Just the other day, I came back from school and realized that I had absolutely no idea what was happening around me nor did I have a clue as to what I was doing with my life.
Of course, these feelings are normally associated with the fact that I’m an “adolescent” and that being a teenager is “hard”. Well, truth be told, I’d love to hide behind those concepts and push away the realization that I feel uninspired to do anything, anything I love or hate, for that matter.
I realize that I don’t quite fit into a stereotype, nor am I good enough to create my own personal type. I’m just…in between, caught between the rights and wrongs.
While growing up, somehow it was instilled in me to never purposely get in trouble. And I never have, honestly. I’m careful with what I do and I feel pretty successful. However, like any other teenager, I go through the normal dilemma of whether I want to listen to my parents or be a rebel and of course, live with the motto of ‘#yolo’.
Certain days I wake up feeling good about myself while on some others, I just want to stay in bed all day and hibernate, away from the clutches of society. No, don’t ask me what’s wrong. Nothing’s ever wrong. (It’s just this age, let’s say.)
I feel pretty socially awkward, as well. The attempt to associate with other (sadly, very like-minded) people of our age seems like a really hard job now. In all honesty, I have no idea what to say to people anymore. And as much as people hate me for forgetting to reply to their texts or missed calls, I really don’t feel up for it anymore. In fact, at the very moment, I’m in a bus, sitting next to a friend. And well, clearly, we’re not making any conversation ’cause I was impolite enough to say that I’m updating my blog.

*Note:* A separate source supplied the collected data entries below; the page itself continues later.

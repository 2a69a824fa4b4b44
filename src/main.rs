//! `tibctl` application entry point.
//!
//! Start-up runs in a fixed order:
//! 1. `TIBCTL_*` environment variables are bound to flag names
//! 2. Command-line arguments are parsed
//! 3. The configuration file is resolved and loaded (best effort)
//! 4. The selected command runs against the resulting store
//!
//! Failures are rendered through `eyre` and the process exits with the code
//! carried by the command error.

use std::io;
use std::process::ExitCode;

use clap::Parser;
use eyre::Report;
use mockable::DefaultEnv;
use tibctl::commands;
use tibctl::config::{Cli, EnvBindings, bootstrap};
use tibctl::logging;

/// Application entry point.
fn main() -> ExitCode {
    // Bind before parsing so the scan reflects the environment the process
    // started with.
    let bindings = EnvBindings::from_process();
    let cli = Cli::parse();
    logging::init(cli.global.verbose);

    let store = bootstrap(&cli, bindings, DefaultEnv::new());

    let mut stdout = io::stdout().lock();
    match commands::run(&cli, &store, &mut stdout) {
        Ok(()) => ExitCode::SUCCESS,
        Err(e) => {
            let code = e.code();
            report(&Report::from(e));
            ExitCode::from(code)
        }
    }
}

/// Writes a failure report to standard error.
#[expect(clippy::print_stderr, reason = "CLI error output is the intended behaviour")]
fn report(error: &Report) {
    eprintln!("Error: {error:?}");
}
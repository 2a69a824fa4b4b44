//! Command-line argument definitions for tibctl.
//!
//! The command tree is declared up front as plain data. Nothing is registered
//! or executed while the tree is built, so its shape can be inspected through
//! `Cli::command()` in tests.

use camino::Utf8PathBuf;
use clap::{Args, Parser, Subcommand};

use super::OutputFormat;

/// Command-line interface for tibctl.
#[derive(Debug, Parser)]
#[command(name = "tibctl")]
#[command(author, version, about = "Command-line client for the tib API")]
pub struct Cli {
    /// Global options shared by every command.
    #[command(flatten)]
    pub global: GlobalArgs,

    /// Subcommand to execute. Prints help when omitted.
    #[command(subcommand)]
    pub command: Option<Commands>,
}

/// Options accepted by every command.
#[derive(Debug, Clone, Default, Args)]
pub struct GlobalArgs {
    /// Access token.
    #[arg(long, global = true)]
    pub secret: Option<String>,

    /// Base URL.
    #[arg(long, global = true)]
    pub base_url: Option<String>,

    /// Profile [default: default].
    #[arg(long, global = true)]
    pub profile: Option<String>,

    /// Configuration file.
    #[arg(short = 'c', long, global = true)]
    pub config_file: Option<Utf8PathBuf>,

    /// Enable verbose logging.
    #[arg(short, long, global = true)]
    pub verbose: bool,
}

/// Available subcommands.
#[derive(Debug, Subcommand)]
pub enum Commands {
    /// Manage profiles.
    #[command(after_help = PROFILE_EXAMPLES)]
    Profile(ProfileArgs),

    /// Show where configuration is read from.
    Config,

    /// Print the version.
    Version,
}

const PROFILE_EXAMPLES: &str = "\
Examples:
  tibctl profile
  tibctl profile --output=json
  tibctl profile --output=yaml
  tibctl profile --output=json --query=\"[].id\"";

/// Arguments for the `profile` command group.
#[derive(Debug, Clone, Default, Args)]
pub struct ProfileArgs {
    /// Output and query options.
    #[command(flatten)]
    pub view: ViewArgs,

    /// Profile operation. Prints the resolved configuration when omitted.
    #[command(subcommand)]
    pub command: Option<ProfileCommand>,
}

/// Output shaping options.
#[derive(Debug, Clone, Default, Args)]
pub struct ViewArgs {
    /// Output format [default: table].
    #[arg(short, long, value_enum)]
    pub output: Option<OutputFormat>,

    /// Query.
    #[arg(short, long)]
    pub query: Option<String>,
}

/// Operations in the `profile` group.
#[derive(Debug, Clone, Copy, PartialEq, Eq, Subcommand)]
pub enum ProfileCommand {
    /// List profiles.
    List,
    /// Create a profile.
    Create,
    /// Show a profile.
    Get,
    /// Update a profile.
    Update,
    /// Delete a profile.
    Delete,
    /// Save the current settings as a profile.
    Save,
}

impl ProfileCommand {
    /// The subcommand name as typed on the command line.
    #[must_use]
    pub const fn name(self) -> &'static str {
        match self {
            Self::List => "list",
            Self::Create => "create",
            Self::Get => "get",
            Self::Update => "update",
            Self::Delete => "delete",
            Self::Save => "save",
        }
    }
}
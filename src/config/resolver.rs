//! Configuration file resolution.
//!
//! Decides which configuration file a run should read. An explicit path (flag,
//! then `TIBCTL_CONFIG_FILE`) is used verbatim. Otherwise the profile name is
//! searched for as a YAML file in the user configuration directory and then in
//! the system directory.

use camino::{Utf8Path, Utf8PathBuf};
use tracing::warn;

use super::{DEFAULT_PROFILE, ENV_CONFIG_FILE, ENV_PROFILE, ENV_XDG_CONFIG_HOME};

/// Name of the per-user configuration subdirectory.
pub const APP_DIR_NAME: &str = "tibctl";

/// System-wide configuration directory.
pub const SYSTEM_CONFIG_DIR: &str = "/etc/tibctl";

/// File formats a searched configuration file may have.
#[derive(Debug, Clone, Copy, Default, PartialEq, Eq)]
pub enum ConfigFormat {
    /// YAML, with a `.yaml` or `.yml` extension or none at all.
    #[default]
    Yaml,
}

impl ConfigFormat {
    /// File extensions tried, in order.
    #[must_use]
    pub const fn extensions(self) -> &'static [&'static str] {
        match self {
            Self::Yaml => &["yaml", "yml"],
        }
    }
}

/// A search for a named configuration file across several directories.
#[derive(Debug, Clone, PartialEq, Eq)]
pub struct ConfigSearch {
    /// Directories searched, highest priority first.
    pub dirs: Vec<Utf8PathBuf>,
    /// File base name (the profile name).
    pub name: String,
    /// Expected file format.
    pub format: ConfigFormat,
}

impl ConfigSearch {
    /// Every candidate path, directory by directory.
    ///
    /// Within a directory the known extensions come first, then the bare name.
    /// An extensionless file is still parsed in the search's format.
    #[must_use]
    pub fn candidates(&self) -> Vec<Utf8PathBuf> {
        self.dirs
            .iter()
            .flat_map(|dir| {
                self.format
                    .extensions()
                    .iter()
                    .map(move |ext| dir.join(format!("{}.{ext}", self.name)))
                    .chain(std::iter::once(dir.join(&self.name)))
            })
            .collect()
    }

    /// The first candidate that exists as a regular file.
    #[must_use]
    pub fn find(&self) -> Option<Utf8PathBuf> {
        self.candidates().into_iter().find(|path| path.is_file())
    }

    /// The searched directories joined for display.
    #[must_use]
    pub fn searched(&self) -> String {
        self.dirs
            .iter()
            .map(|dir| dir.as_str())
            .collect::<Vec<_>>()
            .join(", ")
    }
}

/// Where the configuration file for this run comes from.
#[derive(Debug, Clone, PartialEq, Eq)]
pub enum ConfigSource {
    /// An explicitly named file, used verbatim.
    File(Utf8PathBuf),
    /// A search by profile name.
    Search(ConfigSearch),
}

/// Works out the configuration source for this run.
///
/// Precedence for the file itself: `--config-file`, then `TIBCTL_CONFIG_FILE`,
/// then a search. For the searched name the profile flag is applied last, so it
/// overrides `TIBCTL_PROFILE`, which in turn overrides the default name.
pub fn resolve_source<E: mockable::Env>(
    config_file: Option<&Utf8Path>,
    profile: Option<&str>,
    env: &E,
) -> ConfigSource {
    if let Some(path) = config_file.filter(|p| !p.as_str().is_empty()) {
        return ConfigSource::File(path.to_owned());
    }
    if let Some(path) = non_empty_var(env, ENV_CONFIG_FILE) {
        return ConfigSource::File(Utf8PathBuf::from(path));
    }

    let mut search_dirs = Vec::with_capacity(2);
    if let Some(home) = user_config_dir(env) {
        search_dirs.push(home.join(APP_DIR_NAME));
    }
    search_dirs.push(Utf8PathBuf::from(SYSTEM_CONFIG_DIR));

    let mut name = String::from(DEFAULT_PROFILE);
    if let Some(from_env) = non_empty_var(env, ENV_PROFILE) {
        name = from_env;
    }
    if let Some(from_flag) = profile.filter(|p| !p.is_empty()) {
        name = from_flag.to_owned();
    }

    ConfigSource::Search(ConfigSearch {
        dirs: search_dirs,
        name,
        format: ConfigFormat::Yaml,
    })
}

/// The per-user configuration directory.
///
/// `XDG_CONFIG_HOME` wins when set; otherwise the platform default is used.
/// Returns `None` when neither is available as a UTF-8 path.
pub fn user_config_dir<E: mockable::Env>(env: &E) -> Option<Utf8PathBuf> {
    if let Some(xdg) = non_empty_var(env, ENV_XDG_CONFIG_HOME) {
        return Some(Utf8PathBuf::from(xdg));
    }
    let Some(platform) = dirs::config_dir() else {
        warn!("no user configuration directory available; searching system path only");
        return None;
    };
    match Utf8PathBuf::try_from(platform) {
        Ok(path) => Some(path),
        Err(e) => {
            warn!(path = %e.as_path().display(), "user configuration directory is not valid UTF-8");
            None
        }
    }
}

fn non_empty_var<E: mockable::Env>(env: &E, key: &str) -> Option<String> {
    env.string(key).filter(|value| !value.is_empty())
}
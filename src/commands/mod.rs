//! Command handlers.
//!
//! Every handler receives the configuration store built at start-up and the
//! writer its output goes to. Handlers never read ambient state.

mod profile;

use std::io::Write;

use clap::CommandFactory;
use tracing::debug;

use crate::config::{Cli, Commands, ConfigSource, ConfigStore, OPTION_NAMES, to_env_name};
use crate::error::CommandError;

pub use profile::{run_profile, show_profile};

/// Exit code for command failures.
pub const EXIT_FAILURE: u8 = 1;

/// Dispatches the parsed command line.
///
/// # Errors
///
/// Returns a [`CommandError`] carrying the exit code when the selected
/// command fails.
pub fn run<E: mockable::Env>(
    cli: &Cli,
    store: &ConfigStore<E>,
    out: &mut dyn Write,
) -> Result<(), CommandError> {
    match &cli.command {
        None => print_help(out),
        Some(Commands::Profile(args)) => run_profile(args, store, out),
        Some(Commands::Config) => show_config(store, out),
        Some(Commands::Version) => show_version(out),
    }
}

fn print_help(out: &mut dyn Write) -> Result<(), CommandError> {
    let mut command = Cli::command();
    let help = command.render_help();
    write!(out, "{help}").map_err(write_failed)
}

/// Prints the program name and version.
///
/// # Errors
///
/// Fails only if the output cannot be written.
pub fn show_version(out: &mut dyn Write) -> Result<(), CommandError> {
    writeln!(out, "tibctl {}", env!("CARGO_PKG_VERSION")).map_err(write_failed)
}

/// Prints where configuration is read from and which environment variables
/// feed each option. Bound `TIBCTL_*` variables with no known option are
/// listed after the known ones.
///
/// # Errors
///
/// Fails only if the output cannot be written.
pub fn show_config<E: mockable::Env>(
    store: &ConfigStore<E>,
    out: &mut dyn Write,
) -> Result<(), CommandError> {
    debug!("showing configuration sources");
    let file = store
        .config_file_used()
        .map_or_else(|| String::from("none"), ToString::to_string);
    writeln!(out, "config file: {file}").map_err(write_failed)?;

    if let Some(ConfigSource::Search(search)) = store.source() {
        writeln!(out, "search path:").map_err(write_failed)?;
        for candidate in search.candidates() {
            writeln!(out, "  {candidate}").map_err(write_failed)?;
        }
    }

    writeln!(out, "environment:").map_err(write_failed)?;
    for name in OPTION_NAMES {
        let variable = to_env_name(name);
        let marker = if store.bindings().variable(name).is_some() {
            " (set)"
        } else {
            ""
        };
        writeln!(out, "  {name:<12} {variable}{marker}").map_err(write_failed)?;
    }
    for (flag, variable) in store
        .bindings()
        .iter()
        .filter(|(flag, _)| !OPTION_NAMES.contains(flag))
    {
        writeln!(out, "  {flag:<12} {variable} (set)").map_err(write_failed)?;
    }
    Ok(())
}

/// Maps an output failure to a command failure.
pub(crate) fn write_failed(e: std::io::Error) -> CommandError {
    CommandError::new(EXIT_FAILURE, e)
}
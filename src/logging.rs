//! Logging setup.
//!
//! Diagnostics go through `tracing`. The subscriber writes to standard output
//! because configuration warnings are part of the tool's normal output.
//! `RUST_LOG` always takes precedence; otherwise the level is `warn`, or
//! `debug` with `--verbose`.

use tracing::{Level, debug};
use tracing_subscriber::{EnvFilter, fmt, prelude::*};

/// Installs the global subscriber. Later calls are ignored.
pub fn init(verbose: bool) {
    let level = if verbose { Level::DEBUG } else { Level::WARN };
    let filter = EnvFilter::builder()
        .with_default_directive(level.into())
        .from_env_lossy();

    if let Err(e) = tracing_subscriber::registry()
        .with(fmt::layer().with_writer(std::io::stdout).with_target(false))
        .with(filter)
        .try_init()
    {
        debug!(error = %e, "tracing subscriber already installed");
    }
}
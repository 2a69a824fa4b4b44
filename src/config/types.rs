//! Configuration data types for tibctl.

use clap::ValueEnum;
use ortho_config::{OrthoConfig, OrthoResult, PostMergeContext, PostMergeHook};
use serde::{Deserialize, Serialize};
use smart_default::SmartDefault;

/// Output format requested for command results.
#[derive(Debug, Clone, Copy, Default, PartialEq, Eq, ValueEnum, Serialize, Deserialize)]
#[serde(rename_all = "lowercase")]
pub enum OutputFormat {
    /// Human-readable table.
    #[default]
    Table,
    /// JSON document.
    Json,
    /// YAML document.
    Yaml,
    /// Plain text.
    Text,
}

/// Typed view of the merged tibctl configuration.
///
/// Produced from the configuration store with layered precedence (lowest to
/// highest): defaults, configuration file, environment variables, command-line
/// flags. Keys are kebab-case in every layer so a file entry such as
/// `base-url: https://api.example.com` lines up with `--base-url` and
/// `TIBCTL_BASE_URL`.
#[derive(Debug, Clone, PartialEq, Eq, SmartDefault, Deserialize, Serialize, OrthoConfig)]
#[serde(rename_all = "kebab-case")]
#[ortho_config(prefix = "TIBCTL", post_merge_hook)]
pub struct AppConfig {
    /// Access token used to authenticate API calls.
    pub secret: Option<String>,

    /// Base URL of the API.
    pub base_url: Option<String>,

    /// Name of the active profile.
    #[default("default")]
    pub profile: String,

    /// Output format for command results.
    pub output: OutputFormat,

    /// Query expression applied to command results.
    pub query: Option<String>,
}

impl AppConfig {
    /// Drops empty optional values, trims trailing slashes from the base URL,
    /// and restores the default profile name if it was blanked.
    pub(crate) fn normalise(&mut self) {
        self.secret = self.secret.take().filter(|s| !s.is_empty());
        self.query = self.query.take().filter(|q| !q.is_empty());
        self.base_url = self
            .base_url
            .take()
            .map(|url| url.trim_end_matches('/').to_owned())
            .filter(|url| !url.is_empty());
        if self.profile.is_empty() {
            self.profile = String::from(super::DEFAULT_PROFILE);
        }
    }
}

impl PostMergeHook for AppConfig {
    fn post_merge(&mut self, _ctx: &PostMergeContext) -> OrthoResult<()> {
        self.normalise();
        Ok(())
    }
}
//! Configuration source resolution tests.

use camino::{Utf8Path, Utf8PathBuf};
use mockable::MockEnv;
use rstest::rstest;

use crate::config::resolver::SYSTEM_CONFIG_DIR;
use crate::config::tests::helpers::{ConfigDir, config_dir, empty_env, mock_env};
use crate::config::{ConfigFormat, ConfigSearch, ConfigSource, resolve_source, user_config_dir};

/// Unwraps a search source, failing the test for anything else.
fn expect_search(source: ConfigSource) -> ConfigSearch {
    match source {
        ConfigSource::Search(search) => search,
        ConfigSource::File(path) => panic!("expected a search, got explicit file {path}"),
    }
}

#[rstest]
fn config_file_flag_is_used_verbatim() {
    let env = mock_env(&[("TIBCTL_CONFIG_FILE", "/from/env.yaml")]);
    let source = resolve_source(Some(Utf8Path::new("relative/flag.yml")), None, &env);
    assert_eq!(
        source,
        ConfigSource::File(Utf8PathBuf::from("relative/flag.yml"))
    );
}

#[rstest]
fn config_file_env_is_used_when_flag_absent() {
    let env = mock_env(&[("TIBCTL_CONFIG_FILE", "/from/env.yaml")]);
    let source = resolve_source(None, Some("staging"), &env);
    assert_eq!(source, ConfigSource::File(Utf8PathBuf::from("/from/env.yaml")));
}

#[rstest]
fn empty_config_file_values_fall_through_to_search() {
    let env = mock_env(&[("TIBCTL_CONFIG_FILE", ""), ("XDG_CONFIG_HOME", "/xdg")]);
    let source = resolve_source(Some(Utf8Path::new("")), None, &env);
    let search = expect_search(source);
    assert_eq!(search.name, "default");
}

#[rstest]
fn profile_flag_names_the_file_and_xdg_is_searched_first() {
    let env = mock_env(&[("XDG_CONFIG_HOME", "/home/user/.config")]);
    let search = expect_search(resolve_source(None, Some("staging"), &env));

    assert_eq!(search.name, "staging");
    assert_eq!(search.format, ConfigFormat::Yaml);
    assert_eq!(
        search.dirs,
        [
            Utf8PathBuf::from("/home/user/.config/tibctl"),
            Utf8PathBuf::from(SYSTEM_CONFIG_DIR),
        ]
    );
}

#[rstest]
fn profile_env_names_the_file_without_flag() {
    let env = mock_env(&[("TIBCTL_PROFILE", "envp"), ("XDG_CONFIG_HOME", "/xdg")]);
    let search = expect_search(resolve_source(None, None, &env));
    assert_eq!(search.name, "envp");
}

/// The flag is applied after the environment when choosing the file name, so
/// it wins even though both are set.
#[rstest]
fn profile_flag_overrides_profile_env() {
    let env = mock_env(&[("TIBCTL_PROFILE", "envp"), ("XDG_CONFIG_HOME", "/xdg")]);
    let search = expect_search(resolve_source(None, Some("flagp"), &env));
    assert_eq!(search.name, "flagp");
}

#[rstest]
fn default_profile_is_used_when_nothing_selects_one() {
    let env = mock_env(&[("XDG_CONFIG_HOME", "/xdg")]);
    let search = expect_search(resolve_source(None, None, &env));
    assert_eq!(search.name, "default");
}

#[rstest]
fn system_path_is_always_searched_last(empty_env: MockEnv) {
    let search = expect_search(resolve_source(None, None, &empty_env));
    assert_eq!(
        search.dirs.last().map(Utf8PathBuf::as_path),
        Some(Utf8Path::new(SYSTEM_CONFIG_DIR))
    );
}

#[rstest]
fn xdg_config_home_overrides_platform_dir() {
    let env = mock_env(&[("XDG_CONFIG_HOME", "/custom/config")]);
    assert_eq!(
        user_config_dir(&env),
        Some(Utf8PathBuf::from("/custom/config"))
    );
}

#[rstest]
fn candidates_are_listed_directory_by_directory() {
    let search = ConfigSearch {
        dirs: vec![Utf8PathBuf::from("/a"), Utf8PathBuf::from("/b")],
        name: String::from("prod"),
        format: ConfigFormat::Yaml,
    };
    assert_eq!(
        search.candidates(),
        [
            Utf8PathBuf::from("/a/prod.yaml"),
            Utf8PathBuf::from("/a/prod.yml"),
            Utf8PathBuf::from("/a/prod"),
            Utf8PathBuf::from("/b/prod.yaml"),
            Utf8PathBuf::from("/b/prod.yml"),
            Utf8PathBuf::from("/b/prod"),
        ]
    );
}

#[rstest]
fn find_prefers_earlier_directories(config_dir: ConfigDir) {
    let first = config_dir.write("first/prod.yml", "secret: one\n");
    config_dir.write("second/prod.yaml", "secret: two\n");
    let search = ConfigSearch {
        dirs: vec![config_dir.path.join("first"), config_dir.path.join("second")],
        name: String::from("prod"),
        format: ConfigFormat::Yaml,
    };
    assert_eq!(search.find(), Some(first));
}

#[rstest]
fn find_ignores_directories_named_like_candidates(config_dir: ConfigDir) {
    std::fs::create_dir_all(config_dir.path.join("prod.yaml")).expect("dir should be created");
    let search = ConfigSearch {
        dirs: vec![config_dir.path.clone()],
        name: String::from("prod"),
        format: ConfigFormat::Yaml,
    };
    assert_eq!(search.find(), None);
}

#[rstest]
fn find_accepts_extensionless_file(config_dir: ConfigDir) {
    let bare = config_dir.write("prod", "secret: bare\n");
    let search = ConfigSearch {
        dirs: vec![config_dir.path.clone()],
        name: String::from("prod"),
        format: ConfigFormat::Yaml,
    };
    assert_eq!(search.find(), Some(bare));
}

#[rstest]
fn find_prefers_extension_over_bare_name_in_same_directory(config_dir: ConfigDir) {
    config_dir.write("prod", "secret: bare\n");
    let yml = config_dir.write("prod.yml", "secret: yml\n");
    let search = ConfigSearch {
        dirs: vec![config_dir.path.clone()],
        name: String::from("prod"),
        format: ConfigFormat::Yaml,
    };
    assert_eq!(search.find(), Some(yml));
}
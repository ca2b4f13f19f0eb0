use crate::{
    GroupingMode, PageFactsProvider, SelectError, SelectionResult,
    boundary::split_groups,
    filter::{describe_filter_result, filter_groups},
    group::{assemble, explode},
    resolve::resolve,
};
use page_syntax::{parse_expression, parse_selection};
use tracing::{debug, info, warn};

#[derive(Debug, Clone, Default)]
pub struct SelectOptions {
    pub grouping: GroupingMode,
    /// Boundary expression that opens a new group.
    pub group_start: Option<String>,
    /// Boundary expression that closes the open group (inclusive).
    pub group_end: Option<String>,
    /// Group filter criterion, applied after boundary splitting.
    pub filter: Option<String>,
    /// Treat out-of-range selectors as selecting nothing.
    pub lenient: bool,
}

/// Evaluates a page-selection expression against a document.
///
/// Segmentation runs once up front, then each segment is resolved on its own
/// and the results are assembled in segment order. Boundary splitting and
/// group filtering follow when configured; `SeparateFiles` explodes groups
/// last.
///
/// ```
/// use page_select::{select_pages, Document, GroupingMode, PageFacts, SelectOptions};
/// use page_syntax::ContentKind;
///
/// let doc: Document = (1..=12)
///     .map(|n| PageFacts::new(1, ContentKind::Text, format!("page {n}")))
///     .collect();
/// let options = SelectOptions {
///     grouping: GroupingMode::RespectGroups,
///     ..Default::default()
/// };
/// let result = select_pages("1-3,7,9-11", &doc, &options).unwrap();
/// assert_eq!(result.page_groups(), vec![vec![1, 2, 3], vec![7], vec![9, 10, 11]]);
/// ```
pub fn select_pages<P: PageFactsProvider + ?Sized>(
    expression: &str,
    provider: &P,
    options: &SelectOptions,
) -> Result<SelectionResult, SelectError> {
    let parsed = parse_selection(expression)?;
    let group_start = options
        .group_start
        .as_deref()
        .map(parse_expression)
        .transpose()?;
    let group_end = options
        .group_end
        .as_deref()
        .map(parse_expression)
        .transpose()?;

    let mut resolved = Vec::with_capacity(parsed.len());
    for segment in parsed {
        debug!(segment = %segment.text, selector = ?segment.selector, "resolving segment");
        match resolve(&segment.selector, provider) {
            Ok(resolution) => {
                if resolution.is_empty() {
                    debug!(segment = %segment.text, "segment matched nothing");
                }
                resolved.push((segment.text, resolution));
            }
            Err(err) if options.lenient => {
                warn!(segment = %segment.text, "ignoring selector: {err}");
            }
            Err(err) => return Err(err.into()),
        }
    }

    let mut groups = assemble(&resolved, options.grouping);
    if group_start.is_some() || group_end.is_some() {
        let before = groups.len();
        groups = split_groups(
            groups,
            group_start.as_ref(),
            group_end.as_ref(),
            provider,
        );
        debug!(before, after = groups.len(), "boundary split applied");
    }
    if let Some(criterion) = options.filter.as_deref() {
        let before = groups.len();
        groups = filter_groups(groups, criterion, provider, options.lenient)?;
        info!("{}", describe_filter_result(before, groups.len(), criterion));
    }
    if options.grouping == GroupingMode::SeparateFiles {
        groups = explode(groups);
    }

    let result = SelectionResult::new(groups);
    if result.is_empty() {
        warn!(expression, "selection matched no pages");
    }
    Ok(result)
}
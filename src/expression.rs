use anyhow::{Context, Result, bail};
use page_syntax::split_segments;
use std::{fs, path::Path};
use tracing::info;

/// Removes one pair of matching quotes wrapping the whole flag value, left
/// behind when a shell passes `--flag="'1,3'"` through verbatim.
pub fn strip_outer_quotes(value: &str) -> &str {
    let trimmed = value.trim();
    for quote in ['"', '\''] {
        if trimmed.len() >= 2 && trimmed.starts_with(quote) && trimmed.ends_with(quote) {
            return &trimmed[1..trimmed.len() - 1];
        }
    }
    trimmed
}

/// Replaces every `file:PATH` segment with the selectors listed in PATH.
///
/// The file holds one selector per line. Blank lines and lines starting with
/// `#` are skipped.
pub fn expand_file_selectors(expression: &str) -> Result<String> {
    let segments = split_segments(expression)
        .with_context(|| format!("failed to split expression {expression:?}"))?;
    if !segments.iter().any(|segment| is_file_selector(segment.text)) {
        return Ok(expression.to_string());
    }

    let mut expanded = Vec::with_capacity(segments.len());
    for segment in segments {
        if !is_file_selector(segment.text) {
            expanded.push(segment.text.to_string());
            continue;
        }
        let path = segment.text[5..].trim();
        if path.is_empty() {
            bail!("file selector is missing a path: {:?}", segment.text);
        }
        let selectors = load_selector_file(Path::new(strip_outer_quotes(path)))?;
        expanded.extend(selectors);
    }
    Ok(expanded.join(","))
}

fn is_file_selector(segment: &str) -> bool {
    segment
        .get(..5)
        .is_some_and(|prefix| prefix.eq_ignore_ascii_case("file:"))
}

fn load_selector_file(path: &Path) -> Result<Vec<String>> {
    let content = fs::read_to_string(path)
        .with_context(|| format!("failed to read page selector file {}", path.display()))?;
    let selectors: Vec<String> = content
        .lines()
        .map(str::trim)
        .filter(|line| !line.is_empty() && !line.starts_with('#'))
        .map(str::to_string)
        .collect();
    if selectors.is_empty() {
        bail!("no page selectors found in {}", path.display());
    }
    info!(
        count = selectors.len(),
        path = %path.display(),
        "loaded page selectors from file"
    );
    Ok(selectors)
}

While I’m not out partaaying all night, I’m not at home solving fancy IIT-JEE problems either. And then I worry, about my future and of course, the presence of those dreaded Boards, looming ahead us all.
While every adult or senior or anybody who thinks they know a lot advises us to sit tight and put in long hours of study, I feel distracted by well, the numerous distractions everybody my age is faced with. We all have the same issues, the same drama and almost the same capacity to withstand it all. And don’t even get me started with all the tainted insecurities and breakdowns (“PMS-ing”).
I suppose this post has no point, I just ranted about the normal issues I suppose everyone our age is facing. But it was also for me to prove to myself that I can complete something. (Referring to the fact that this blog has been barren for months now.)
Sigh. Someone please tell me that this is not JUST me.